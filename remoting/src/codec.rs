//! Binary framing for [`Command`]s, for use with [`tokio_util::codec::Framed`].
//!
//! Each frame on the wire looks like this (all integers big-endian):
//!
//! ```text
//! [4 bytes] frame length: number of bytes that follow this field
//! [4 bytes] header length; the high byte holds the header serialization type
//! [N bytes] header
//! [M bytes] body
//! ```
//!
//! The header is a JSON object:
//!
//! ```text
//! {"code":10,"language":"RUST","version":1,"opaque":42,"flag":0,"remark":null,"extFields":{}}
//! ```
//!
//! `opaque` is the correlation id.  Only the JSON serialization type (`0`) is supported.
use std::collections::HashMap;

use bytes::{Buf, BufMut, BytesMut};
use serde::{Deserialize, Serialize};
use tokio_util::codec::{Decoder, Encoder};

use crate::command::{Command, CommandFlags, LanguageCode};
use crate::{RemotingError, Result};

/// Default cap on the size of one frame, not counting the length prefix.
pub const DEFAULT_MAX_FRAME_LENGTH: usize = 16 * 1024 * 1024;

const LENGTH_FIELD_LEN: usize = 4;
const HEADER_LENGTH_FIELD_LEN: usize = 4;
const SERIALIZE_TYPE_JSON: u8 = 0;

#[derive(Serialize, Deserialize)]
#[serde(rename_all = "camelCase")]
struct CommandHeader {
    code: i32,
    #[serde(default)]
    language: LanguageCode,
    #[serde(default)]
    version: i32,
    opaque: i32,
    #[serde(default)]
    flag: CommandFlags,
    #[serde(default, skip_serializing_if = "Option::is_none")]
    remark: Option<String>,
    #[serde(default, skip_serializing_if = "HashMap::is_empty")]
    ext_fields: HashMap<String, String>,
}

/// Encoder and decoder for remoting frames.
#[derive(Clone, Debug)]
pub struct RemotingCodec {
    max_frame_length: usize,
}

impl RemotingCodec {
    pub fn new() -> Self {
        Self::new_with_max_length(DEFAULT_MAX_FRAME_LENGTH)
    }

    pub fn new_with_max_length(max_frame_length: usize) -> Self {
        Self { max_frame_length }
    }

    pub fn max_frame_length(&self) -> usize {
        self.max_frame_length
    }
}

impl Default for RemotingCodec {
    fn default() -> Self {
        Self::new()
    }
}

impl Decoder for RemotingCodec {
    type Item = Command;
    type Error = RemotingError;

    fn decode(&mut self, src: &mut BytesMut) -> Result<Option<Command>> {
        if src.len() < LENGTH_FIELD_LEN {
            return Ok(None);
        }

        let frame_len = u32::from_be_bytes([src[0], src[1], src[2], src[3]]) as usize;
        if frame_len > self.max_frame_length {
            return Err(RemotingError::Codec {
                message: format!(
                    "frame of {frame_len} bytes exceeds the maximum of {} bytes",
                    self.max_frame_length
                ),
            });
        }
        if frame_len < HEADER_LENGTH_FIELD_LEN {
            return Err(RemotingError::Codec {
                message: format!("frame of {frame_len} bytes is too short to hold a header length"),
            });
        }

        if src.len() < LENGTH_FIELD_LEN + frame_len {
            // Wait for the rest of the frame, and make room for it while we're at it
            src.reserve(LENGTH_FIELD_LEN + frame_len - src.len());
            return Ok(None);
        }

        src.advance(LENGTH_FIELD_LEN);
        let mut frame = src.split_to(frame_len);

        let header_field = frame.get_u32();
        let serialize_type = (header_field >> 24) as u8;
        let header_len = (header_field & 0x00FF_FFFF) as usize;

        if serialize_type != SERIALIZE_TYPE_JSON {
            return Err(RemotingError::Codec {
                message: format!("unsupported header serialization type {serialize_type}"),
            });
        }
        if header_len > frame.len() {
            return Err(RemotingError::Codec {
                message: format!(
                    "header length {header_len} exceeds the {} bytes remaining in the frame",
                    frame.len()
                ),
            });
        }

        let header_bytes = frame.split_to(header_len);
        let header: CommandHeader = serde_json::from_slice(&header_bytes)?;

        Ok(Some(Command {
            correlation_id: header.opaque,
            code: header.code,
            flags: header.flag,
            language: header.language,
            version: header.version,
            remark: header.remark,
            ext_fields: header.ext_fields,
            body: frame.freeze(),
        }))
    }
}

impl Encoder<Command> for RemotingCodec {
    type Error = RemotingError;

    fn encode(&mut self, command: Command, dst: &mut BytesMut) -> Result<()> {
        let Command {
            correlation_id,
            code,
            flags,
            language,
            version,
            remark,
            ext_fields,
            body,
        } = command;

        let header = serde_json::to_vec(&CommandHeader {
            code,
            language,
            version,
            opaque: correlation_id,
            flag: flags,
            remark,
            ext_fields,
        })?;

        if header.len() > 0x00FF_FFFF {
            return Err(RemotingError::Codec {
                message: format!("header of {} bytes is too large to encode", header.len()),
            });
        }

        let frame_len = HEADER_LENGTH_FIELD_LEN + header.len() + body.len();
        if frame_len > self.max_frame_length {
            return Err(RemotingError::Codec {
                message: format!(
                    "frame of {frame_len} bytes exceeds the maximum of {} bytes",
                    self.max_frame_length
                ),
            });
        }

        dst.reserve(LENGTH_FIELD_LEN + frame_len);
        dst.put_u32(frame_len as u32);
        dst.put_u32(((SERIALIZE_TYPE_JSON as u32) << 24) | header.len() as u32);
        dst.put_slice(&header);
        dst.put_slice(&body);

        Ok(())
    }
}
....
### PROBLEM DESCRIPTION
Looking at the entries above, find how many lines include the word "this" and write that number alone.

### ANSWER SPACE
2